──────── Supplied material

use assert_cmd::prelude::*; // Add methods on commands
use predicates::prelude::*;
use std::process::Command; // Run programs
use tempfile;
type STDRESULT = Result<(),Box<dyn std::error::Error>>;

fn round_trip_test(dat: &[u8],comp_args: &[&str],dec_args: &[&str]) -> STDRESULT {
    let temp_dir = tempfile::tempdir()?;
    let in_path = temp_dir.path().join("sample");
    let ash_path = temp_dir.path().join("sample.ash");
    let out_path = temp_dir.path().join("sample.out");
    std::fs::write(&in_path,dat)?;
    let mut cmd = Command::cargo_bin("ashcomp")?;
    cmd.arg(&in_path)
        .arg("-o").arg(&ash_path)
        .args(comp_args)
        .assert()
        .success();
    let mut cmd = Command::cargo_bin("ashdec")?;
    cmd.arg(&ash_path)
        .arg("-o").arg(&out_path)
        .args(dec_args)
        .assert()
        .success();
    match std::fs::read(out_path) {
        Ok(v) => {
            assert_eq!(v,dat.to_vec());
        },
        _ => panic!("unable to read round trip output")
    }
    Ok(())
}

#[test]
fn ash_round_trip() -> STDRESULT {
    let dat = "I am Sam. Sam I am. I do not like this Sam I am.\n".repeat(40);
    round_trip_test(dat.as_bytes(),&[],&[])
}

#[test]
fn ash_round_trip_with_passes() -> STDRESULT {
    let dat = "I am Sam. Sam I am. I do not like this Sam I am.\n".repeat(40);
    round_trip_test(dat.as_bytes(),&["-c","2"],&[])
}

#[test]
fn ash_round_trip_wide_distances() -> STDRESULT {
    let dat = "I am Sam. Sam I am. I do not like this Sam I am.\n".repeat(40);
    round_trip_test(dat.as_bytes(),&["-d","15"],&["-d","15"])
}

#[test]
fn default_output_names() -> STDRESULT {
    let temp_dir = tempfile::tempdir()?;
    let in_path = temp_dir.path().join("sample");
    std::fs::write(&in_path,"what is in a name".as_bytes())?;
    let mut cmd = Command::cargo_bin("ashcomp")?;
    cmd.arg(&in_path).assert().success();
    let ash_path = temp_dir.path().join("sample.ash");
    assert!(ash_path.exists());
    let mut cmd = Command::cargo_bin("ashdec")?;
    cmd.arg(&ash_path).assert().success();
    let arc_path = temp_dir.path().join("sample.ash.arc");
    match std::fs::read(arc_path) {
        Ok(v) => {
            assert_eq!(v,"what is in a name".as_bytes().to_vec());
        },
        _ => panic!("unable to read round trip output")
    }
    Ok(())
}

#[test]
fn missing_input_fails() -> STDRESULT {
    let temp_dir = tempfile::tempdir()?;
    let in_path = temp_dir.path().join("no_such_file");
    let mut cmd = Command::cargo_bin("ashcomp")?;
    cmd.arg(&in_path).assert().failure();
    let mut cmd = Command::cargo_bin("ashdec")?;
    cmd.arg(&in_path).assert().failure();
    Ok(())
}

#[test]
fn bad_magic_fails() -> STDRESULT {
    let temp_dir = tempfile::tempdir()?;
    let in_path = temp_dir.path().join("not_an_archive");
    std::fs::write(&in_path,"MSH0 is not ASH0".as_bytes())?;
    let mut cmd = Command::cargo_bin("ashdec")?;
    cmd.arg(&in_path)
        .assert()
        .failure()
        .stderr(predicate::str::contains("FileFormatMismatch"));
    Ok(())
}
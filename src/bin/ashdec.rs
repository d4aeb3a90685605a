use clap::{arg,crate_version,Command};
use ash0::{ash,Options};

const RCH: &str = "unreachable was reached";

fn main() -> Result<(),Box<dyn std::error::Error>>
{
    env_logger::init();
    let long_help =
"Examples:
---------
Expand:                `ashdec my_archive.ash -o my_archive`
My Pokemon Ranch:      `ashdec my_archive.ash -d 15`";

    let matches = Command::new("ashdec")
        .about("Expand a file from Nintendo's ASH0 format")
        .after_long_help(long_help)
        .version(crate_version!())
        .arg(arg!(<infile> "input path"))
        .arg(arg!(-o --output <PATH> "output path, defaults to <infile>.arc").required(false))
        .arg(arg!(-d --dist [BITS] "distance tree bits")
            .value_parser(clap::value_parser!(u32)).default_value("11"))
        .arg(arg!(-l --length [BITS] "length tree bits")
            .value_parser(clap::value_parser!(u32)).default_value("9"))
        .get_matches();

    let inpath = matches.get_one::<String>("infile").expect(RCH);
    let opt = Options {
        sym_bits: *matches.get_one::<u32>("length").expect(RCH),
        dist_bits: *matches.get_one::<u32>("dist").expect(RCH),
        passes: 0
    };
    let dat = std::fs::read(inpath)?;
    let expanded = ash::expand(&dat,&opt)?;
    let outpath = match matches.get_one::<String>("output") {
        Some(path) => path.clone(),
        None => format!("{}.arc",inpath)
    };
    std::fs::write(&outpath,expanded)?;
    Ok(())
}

────────────────

### Assignment:
Print each line above exactly as it stands.

### Written reply:
use assert_cmd::prelude::*; // Add methods on commands
use predicates::prelude::*;
use std::process::Command; // Run programs
use tempfile;
type STDRESULT = Result<(),Box<dyn std::error::Error>>;

fn round_trip_test(dat: &[u8],comp_args: &[&str],dec_args: &[&str]) -> STDRESULT {
    let temp_dir = tempfile::tempdir()?;
    let in_path = temp_dir.path().join("sample");
    let ash_path = temp_dir.path().join("sample.ash");
    let out_path = temp_dir.path().join("sample.out");
    std::fs::write(&in_path,dat)?;
    let mut cmd = Command::cargo_bin("ashcomp")?;
    cmd.arg(&in_path)
        .arg("-o").arg(&ash_path)
        .args(comp_args)
        .assert()
        .success();
    let mut cmd = Command::cargo_bin("ashdec")?;
    cmd.arg(&ash_path)
        .arg("-o").arg(&out_path)
        .args(dec_args)
        .assert()
        .success();
    match std::fs::read(out_path) {
        Ok(v) => {
            assert_eq!(v,dat.to_vec());
        },
        _ => panic!("unable to read round trip output")
    }
    Ok(())
}

#[test]
fn ash_round_trip() -> STDRESULT {
    let dat = "I am Sam. Sam I am. I do not like this Sam I am.\n".repeat(40);
    round_trip_test(dat.as_bytes(),&[],&[])
}

#[test]
fn ash_round_trip_with_passes() -> STDRESULT {
    let dat = "I am Sam. Sam I am. I do not like this Sam I am.\n".repeat(40);
    round_trip_test(dat.as_bytes(),&["-c","2"],&[])
}

#[test]
fn ash_round_trip_wide_distances() -> STDRESULT {
    let dat = "I am Sam. Sam I am. I do not like this Sam I am.\n".repeat(40);
    round_trip_test(dat.as_bytes(),&["-d","15"],&["-d","15"])
}

#[test]
fn default_output_names() -> STDRESULT {
    let temp_dir = tempfile::tempdir()?;
    let in_path = temp_dir.path().join("sample");
    std::fs::write(&in_path,"what is in a name".as_bytes())?;
    let mut cmd = Command::cargo_bin("ashcomp")?;
    cmd.arg(&in_path).assert().success();
    let ash_path = temp_dir.path().join("sample.ash");
    assert!(ash_path.exists());
    let mut cmd = Command::cargo_bin("ashdec")?;
    cmd.arg(&ash_path).assert().success();
    let arc_path = temp_dir.path().join("sample.ash.arc");
    match std::fs::read(arc_path) {
        Ok(v) => {
            assert_eq!(v,"what is in a name".as_bytes().to_vec());
        },
        _ => panic!("unable to read round trip output")
    }
    Ok(())
}

#[test]
fn missing_input_fails() -> STDRESULT {
    let temp_dir = tempfile::tempdir()?;
    let in_path = temp_dir.path().join("no_such_file");
    let mut cmd = Command::cargo_bin("ashcomp")?;
    cmd.arg(&in_path).assert().failure();
    let mut cmd = Command::cargo_bin("ashdec")?;
    cmd.arg(&in_path).assert().failure();
    Ok(())
}

#[test]
fn bad_magic_fails() -> STDRESULT {
    let temp_dir = tempfile::tempdir()?;
    let in_path = temp_dir.path().join("not_an_archive");
    std::fs::write(&in_path,"MSH0 is not ASH0".as_bytes())?;
    let mut cmd = Command::cargo_bin("ashdec")?;
    cmd.arg(&in_path)
        .assert()
        .failure()
        .stderr(predicate::str::contains("FileFormatMismatch"));
    Ok(())
}
filename src/bin/ashdec.rs
repository d4aeb3a90685605a
use clap::{arg,crate_version,Command};
use ash0::{ash,Options};

const RCH: &str = "unreachable was reached";

fn main() -> Result<(),Box<dyn std::error::Error>>
{
    env_logger::init();
    let long_help =
"Examples:
---------
Expand:                `ashdec my_archive.ash -o my_archive`
My Pokemon Ranch:      `ashdec my_archive.ash -d 15`";

    let matches = Command::new("ashdec")
        .about("Expand a file from Nintendo's ASH0 format")
        .after_long_help(long_help)
        .version(crate_version!())
        .arg(arg!(<infile> "input path"))
        .arg(arg!(-o --output <PATH> "output path, defaults to <infile>.arc").required(false))
        .arg(arg!(-d --dist [BITS] "distance tree bits")
            .value_parser(clap::value_parser!(u32)).default_value("11"))
        .arg(arg!(-l --length [BITS] "length tree bits")
            .value_parser(clap::value_parser!(u32)).default_value("9"))
        .get_matches();

    let inpath = matches.get_one::<String>("infile").expect(RCH);
    let opt = Options {
        sym_bits: *matches.get_one::<u32>("length").expect(RCH),
        dist_bits: *matches.get_one::<u32>("dist").expect(RCH),
        passes: 0
    };
    let dat = std::fs::read(inpath)?;
    let expanded = ash::expand(&dat,&opt)?;
    let outpath = match matches.get_one::<String>("output") {
        Some(path) => path.clone(),
        None => format!("{}.arc",inpath)
    };
    std::fs::write(&outpath,expanded)?;
    Ok(())
}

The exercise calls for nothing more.